这么不听话的一个小孩,最后竟然还让他们落到了遭人指责的地步。

他们对她的厌恶简直到了一个极端,温以不知道。

半个月前她在医院遇到了拿药的温父,她想过去和曾经的爸爸说说话,温父却满脸厌恶地躲开她,用力地把她推开,差点把她推摔倒。

她当时身体本来就不好,走路都摇摇晃晃的,要不是及时扶住墙上的扶手,可能真摔倒了。

温父也没关心她,嫌恶地瞪了她一眼,就像她小时候惹了他不高兴那样,没有理由地瞪着她。

以前他会忍不住打她撒气,后来长大了还是有些顾虑,就渐渐不打了,只有温母还在打,说打你是爱你,是还没有放弃你,你应该感谢我们,像你这种小孩,这么讨厌,这么不乖,也只有我们还愿意管着你了。

温以不知道他们对她不乖的定义是什么,她永远达不到他们的标准,她脑子笨,学习不好,嘴巴也笨,不会讨人喜欢,没有人喜欢她,她也没有办法。

以前她年纪还小的时候会偷偷地想,如果真没人爱她,是不是就没人打她了,有的时候她被打出一身的伤,哆哆嗦嗦地沾着凉水擦身上的血,一边掉眼泪一边想,要是没人爱她也挺好的,她自己爱自己,被打太疼了。

温母以前有一根竹纤,是在温以五岁那年回乡下老家过年,顺道在竹林里砍下来专门做的,那时候她怀着弟弟,怕以后不好管教温以,就弄了这么个打小孩的工具。

那是温以最久的记忆,五岁的小孩什么都不懂,问妈妈这是什么,温母就骗她说,这是她以后的玩具,她以后要乖乖的,等弟弟出生了以后也要乖乖的。

那时候他们已经知道肚子里的孩子是个男孩了,不然也不会把他留下来,他们每年都有怀小孩,这是迄今为止第一个男孩。

自从查出性别以后温父温母就宝贝得不得了,过了一段时间以后想起了温以。

一开始他们害怕温以以后欺负弟弟,本来是说把温以送走,但他们问过不少人家,也带温以上门去给人看过,没人喜欢木讷瘦弱的女孩,做什么都不方便。

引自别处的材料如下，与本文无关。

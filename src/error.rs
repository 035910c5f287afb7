use std::io::Cursor;

use rocket::{
    http::{ContentType, Status},
    response::{self, Responder},
    serde::json::json,
    Response,
};
use thiserror::Error;

pub type Result<T> = std::result::Result<T, Error>;

/// Request-level failures. Every variant maps to a status code and a JSON
/// body of the form `{"error": "<message>"}`; no error aborts the server.
#[derive(Debug, Error)]
pub enum Error {
    #[error(transparent)]
    Db(#[from] mongodb::error::Error),
    #[error("{0}")]
    Validation(String),
    #[error("{0}")]
    NotFound(String),
    #[error("{0}")]
    Upstream(String),
    #[error("{0}")]
    Internal(String),
}

impl Error {
    pub fn validation(message: impl Into<String>) -> Self {
        Self::Validation(message.into())
    }

    pub fn not_found(message: impl Into<String>) -> Self {
        Self::NotFound(message.into())
    }

    pub fn upstream(message: impl Into<String>) -> Self {
        Self::Upstream(message.into())
    }

    pub fn internal(message: impl Into<String>) -> Self {
        Self::Internal(message.into())
    }

    /// The status code this error surfaces as.
    pub fn status(&self) -> Status {
        match self {
            Self::Validation(_) => Status::BadRequest,
            Self::NotFound(_) => Status::NotFound,
            Self::Db(_) | Self::Upstream(_) | Self::Internal(_) => Status::InternalServerError,
        }
    }

    /// The message placed in the error envelope. Database errors are logged
    /// in full but the client only sees a generic message.
    fn client_message(&self) -> String {
        match self {
            Self::Db(_) => "Internal server error".to_string(),
            other => other.to_string(),
        }
    }
}

impl<'r, 'o: 'r> Responder<'r, 'o> for Error {
    fn respond_to(self, _: &'r rocket::Request<'_>) -> response::Result<'o> {
        match &self {
            Self::Db(err) => error!("Database error: {err}"),
            err => debug!("Request failed: {err}"),
        }
        let body = json!({ "error": self.client_message() }).to_string();
        Response::build()
            .status(self.status())
            .header(ContentType::JSON)
            .sized_body(body.len(), Cursor::new(body))
            .ok()
    }
}

#[cfg(test)]
mod tests {
    use super::*;

    #[test]
    fn statuses_match_taxonomy() {
        assert_eq!(Error::validation("x").status(), Status::BadRequest);
        assert_eq!(Error::not_found("x").status(), Status::NotFound);
        assert_eq!(Error::upstream("x").status(), Status::InternalServerError);
        assert_eq!(Error::internal("x").status(), Status::InternalServerError);
    }

    #[test]
    fn client_messages_are_verbatim() {
        let err = Error::upstream("Failed to fetch budget data");
        assert_eq!(err.client_message(), "Failed to fetch budget data");

        let err = Error::not_found("Province not found");
        assert_eq!(err.client_message(), "Province not found");
    }
}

所以他们就一直这么养着温以,只是对她不好,但好歹还能像个人而不是狗一样活着。

温以过得从来都不幸福,每次在课本上看到歌颂父母的课文,老师说父母是世上最伟大、最爱我们的人。

她总是很不解,为什么大家要这么说,她没办法把自己的父母和课文上的父母对上,她的父母对她不好,并不是因为她不乖或是别的什么错误。

她应该早一点对他们死心,而不是一直拖到现在,到了现在这样糟糕的地步,孑然一身地躲在尴尬的角落里,再次被他们的言语、他们的冷漠所刺伤。